Hansen-Løve dividiu a filmagem em dois verões: em 2018, ela rodou o que podia da personagem Chris sozinha ou com outros atores. Também fez a parte em que Mia Wasikowska, como Amy, e Anders Danielsen Lie, como Joseph, participam de um filme dentro do filme, interpretando namorados da adolescência e amantes da juventude que se reencontram em um casamento. Em outro momento, Wasikowska e Lie são também atores. Somente um ano mais tarde, Hansen-Løve rodou as cenas com Tim Roth.

Faro pareceu o cenário perfeito para contar uma história sobre inspiração e sobre um casal. “Bergman nunca perdeu sua inspiração. Ele sempre foi fiel a ela e a si mesmo durante sua vida”, disse Hansen-Løve. “Fora que ele fez muitos filmes sobre casais. Para mim, fazia sentido ir para lá enquanto refletia sobre o que é o cinema para mim e sobre relacionamentos, como encontrar equilíbrio entre ficção e realidade em sua vida como cineasta.”

Milagrosamente, a cineasta disse não ter se comparado demais com Bergman. “Acho que existe um abismo entre ele e eu. Claro que sua obra me impressiona demais e talvez até tenha me influenciado. Mas eu não me coloco no mesmo patamar, até por ser mulher, francesa, não ter a mesma capacidade de criação dele. Essa distância me deu também uma espécie de poder.”

Hansen-Løve manteve sua voz intacta. Se há fissuras no relacionamento de Chris e Tony, elas aparecem de maneira muito mais discreta do que, por exemplo, em Cenas de um Casamento, filmado na casa em que o casal de Hansen-Løve se hospeda. 

Em um dos diálogos, Chris discute como Bergman foi aquele gênio prolífico tendo nove filhos. Uma mulher, diz a personagem, jamais poderia fazer o mesmo. “Essa é uma pergunta que eu me fiz muito: posso ser uma cineasta, não tão grande quanto Bergman, mas com minha própria voz e capaz de me expressar, fazendo um filme sincero, em que me doe tanto quanto ele se doava, sem ser tão egoísta quanto ele?”, disse. “Porque eu não posso ser tão egoísta, simplesmente porque não quero. Eu quero criar meus filhos. Quero encontrar o equilíbrio entre a vida e a criação de outra maneira, sem sacrificar minha vida ou a de meus filhos. Então sempre me pergunto se isso vai me limitar.” 

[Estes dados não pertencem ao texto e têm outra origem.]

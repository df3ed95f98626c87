//! Merge-base and commit comparison, possibly across repositories
//!
//! Comparing against another repository registers it as a temporary remote
//! and fetches the base ref into a disposable local ref. Both are removed
//! when the comparison ends, whatever the outcome.

use std::path::Path;

use serde::Serialize;
use tracing::{debug, warn};
use uuid::Uuid;

use super::command::{GitCommand, GitRunner};
use super::tree::{merge_base, rev_parse};
use crate::error::{MergeError, Result};

/// The remote name that denotes "the base ref is already local".
pub const LOCAL_REMOTE: &str = "origin";

/// A commit as listed by a comparison.
#[derive(Debug, Clone, PartialEq, Eq, Serialize)]
pub struct CommitInfo {
    pub id: String,
    pub author_name: String,
    pub author_email: String,
    pub committed_unix: i64,
    pub subject: String,
}

/// Result of comparing a head ref against a base ref.
#[derive(Debug, Clone, PartialEq, Eq, Serialize)]
pub struct CompareInfo {
    pub merge_base: String,
    pub base_commit_id: String,
    pub head_commit_id: String,
    /// Commits only on the head side, oldest first
    pub commits: Vec<CommitInfo>,
    pub num_files: usize,
}

/// Remote registered for one comparison, removed on drop.
struct TempRemote<'a> {
    git: &'a dyn GitRunner,
    repo: &'a Path,
    name: String,
}

impl<'a> TempRemote<'a> {
    fn add(git: &'a dyn GitRunner, repo: &'a Path, url: &Path) -> Result<Self> {
        let name = format!(
            "tmp-{}-{}",
            chrono::Utc::now().timestamp_millis(),
            &Uuid::new_v4().simple().to_string()[..8]
        );
        git.checked(
            &GitCommand::new("remote")
                .args(["add", name.as_str()])
                .arg(url.to_string_lossy())
                .dir(repo),
        )?;
        Ok(Self { git, repo, name })
    }
}

impl Drop for TempRemote<'_> {
    fn drop(&mut self) {
        let cmd = GitCommand::new("remote")
            .args(["remove", self.name.as_str()])
            .dir(self.repo);
        if let Err(e) = self.git.checked(&cmd) {
            warn!(remote = %self.name, "failed to remove temporary remote: {e}");
        }
    }
}

/// Local ref holding a fetched base, deleted on drop.
struct TempRef<'a> {
    git: &'a dyn GitRunner,
    repo: &'a Path,
    name: String,
}

impl<'a> TempRef<'a> {
    fn fetch(git: &'a dyn GitRunner, repo: &'a Path, remote: &str, branch: &str) -> Result<Self> {
        let name = format!("refs/mergeq/tmp/{}", Uuid::new_v4().simple());
        let cmd = GitCommand::new("fetch")
            .args(["--no-tags", remote])
            .arg(format!("+{branch}:{name}"))
            .dir(repo);
        let output = git.output(&cmd)?;
        if !output.success() {
            return Err(output.into_error(&cmd, branch));
        }
        Ok(Self { git, repo, name })
    }
}

impl Drop for TempRef<'_> {
    fn drop(&mut self) {
        let cmd = GitCommand::new("update-ref")
            .args(["-d", self.name.as_str()])
            .dir(self.repo);
        if let Err(e) = self.git.checked(&cmd) {
            debug!(reference = %self.name, "failed to delete temporary ref: {e}");
        }
    }
}

/// Common ancestor of `base` and `head`, plus the commit `base` resolved to.
///
/// When `remote` is not [`LOCAL_REMOTE`] the base ref is fetched from that
/// remote first. No common ancestor is [`MergeError::NoMergeBase`].
pub fn get_merge_base(
    git: &dyn GitRunner,
    repo: &Path,
    remote: &str,
    base: &str,
    head: &str,
) -> Result<(String, String)> {
    let fetched = if remote != LOCAL_REMOTE {
        Some(TempRef::fetch(git, repo, remote, base)?)
    } else {
        None
    };
    let base_ref = fetched.as_ref().map(|r| r.name.as_str()).unwrap_or(base);

    let merge_base = merge_base(git, repo, base_ref, head)?.ok_or_else(|| MergeError::NoMergeBase {
        base: base.to_string(),
        head: head.to_string(),
    })?;
    let base_commit = rev_parse(git, repo, base_ref)?;
    Ok((merge_base, base_commit))
}

/// Resolve `rev` to a full id, or keep the raw string when it does not resolve.
fn resolve_or_raw(git: &dyn GitRunner, repo: &Path, rev: &str) -> Result<String> {
    match rev_parse(git, repo, rev) {
        Ok(id) => Ok(id),
        Err(MergeError::BranchNotFound { .. }) => Ok(rev.to_string()),
        Err(e) => Err(e),
    }
}

/// Commits selected by `range_args`, parsed from a NUL-separated log.
pub fn list_commits(git: &dyn GitRunner, repo: &Path, range_args: &[&str]) -> Result<Vec<CommitInfo>> {
    let output = git.checked_output(
        &GitCommand::new("log")
            .args(["-z", "--format=%H%x1f%an%x1f%ae%x1f%ct%x1f%s"])
            .args(range_args.iter().copied())
            .dir(repo),
    )?;
    Ok(output
        .nul_fields()
        .iter()
        .filter_map(|record| parse_commit_record(record))
        .collect())
}

fn parse_commit_record(record: &str) -> Option<CommitInfo> {
    let mut fields = record.trim_start_matches('\n').split('\u{1f}');
    Some(CommitInfo {
        id: fields.next()?.to_string(),
        author_name: fields.next()?.to_string(),
        author_email: fields.next()?.to_string(),
        committed_unix: fields.next()?.parse().unwrap_or(0),
        subject: fields.next().unwrap_or_default().to_string(),
    })
}

fn count_changed_files(git: &dyn GitRunner, repo: &Path, base: &str, sep: &str, head: &str) -> Result<usize> {
    let cmd = GitCommand::new("diff")
        .args(["-z", "--name-only"])
        .arg(format!("{base}{sep}{head}"))
        .dir(repo);
    let output = git.output(&cmd)?;
    if output.success() {
        return Ok(output.nul_fields().len());
    }
    if !output.stderr.contains("no merge base") {
        return Err(output.into_error(&cmd, base));
    }
    let fallback = git.checked_output(
        &GitCommand::new("diff")
            .args(["-z", "--name-only", base, head])
            .dir(repo),
    )?;
    Ok(fallback.nul_fields().len())
}

/// Compare `head_branch` of `repo` against `base_branch` of `base_path`.
///
/// # Arguments
/// * `repo` - Repository holding the head branch; commands run here
/// * `base_path` - Repository holding the base branch (may equal `repo`)
/// * `direct_comparison` - Use `base..head` instead of `base...head`
/// * `files_only` - Skip listing commits
pub fn get_compare_info(
    git: &dyn GitRunner,
    repo: &Path,
    base_path: &Path,
    base_branch: &str,
    head_branch: &str,
    direct_comparison: bool,
    files_only: bool,
) -> Result<CompareInfo> {
    let remote = if base_path != repo {
        Some(TempRemote::add(git, repo, base_path)?)
    } else {
        None
    };
    let fetched = match &remote {
        Some(r) => Some(TempRef::fetch(git, repo, &r.name, base_branch)?),
        None => None,
    };
    let base_ref = fetched.as_ref().map(|r| r.name.as_str()).unwrap_or(base_branch);

    let head_commit_id = resolve_or_raw(git, repo, head_branch)?;
    let base_commit_id = resolve_or_raw(git, repo, base_ref)?;

    let (merge_base, direct) = match merge_base(git, repo, base_ref, head_branch)? {
        Some(mb) => (mb, direct_comparison),
        None => {
            debug!(base = base_branch, head = head_branch, "no merge base, comparing directly");
            (base_commit_id.clone(), true)
        }
    };
    let sep = if direct { ".." } else { "..." };

    let commits = if files_only {
        Vec::new()
    } else {
        let range = format!("{base_ref}{sep}{head_branch}");
        let mut args = vec!["--reverse"];
        if !direct {
            args.push("--right-only");
        }
        args.push(range.as_str());
        list_commits(git, repo, &args)?
    };

    let num_files = count_changed_files(git, repo, base_ref, sep, head_branch)?;

    // Drop order: the fetched ref goes before its remote
    drop(fetched);
    drop(remote);

    Ok(CompareInfo {
        merge_base,
        base_commit_id,
        head_commit_id,
        commits,
        num_files,
    })
}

Ou talvez seja exatamente o contrário. “Será que a experiência com meus filhos na verdade oferece algo a mais para meus filmes?”, indagou a cineasta. “Eu não julgo Bergman. Continuo admirando sua obra e não condeno seu modo de viver. Mas me interessa intelectualmente e talvez espiritualmente encontrar uma maneira de ver as coisas em que eu não tenha de achar meu trabalho menor por ter sido mãe para meus filhos.”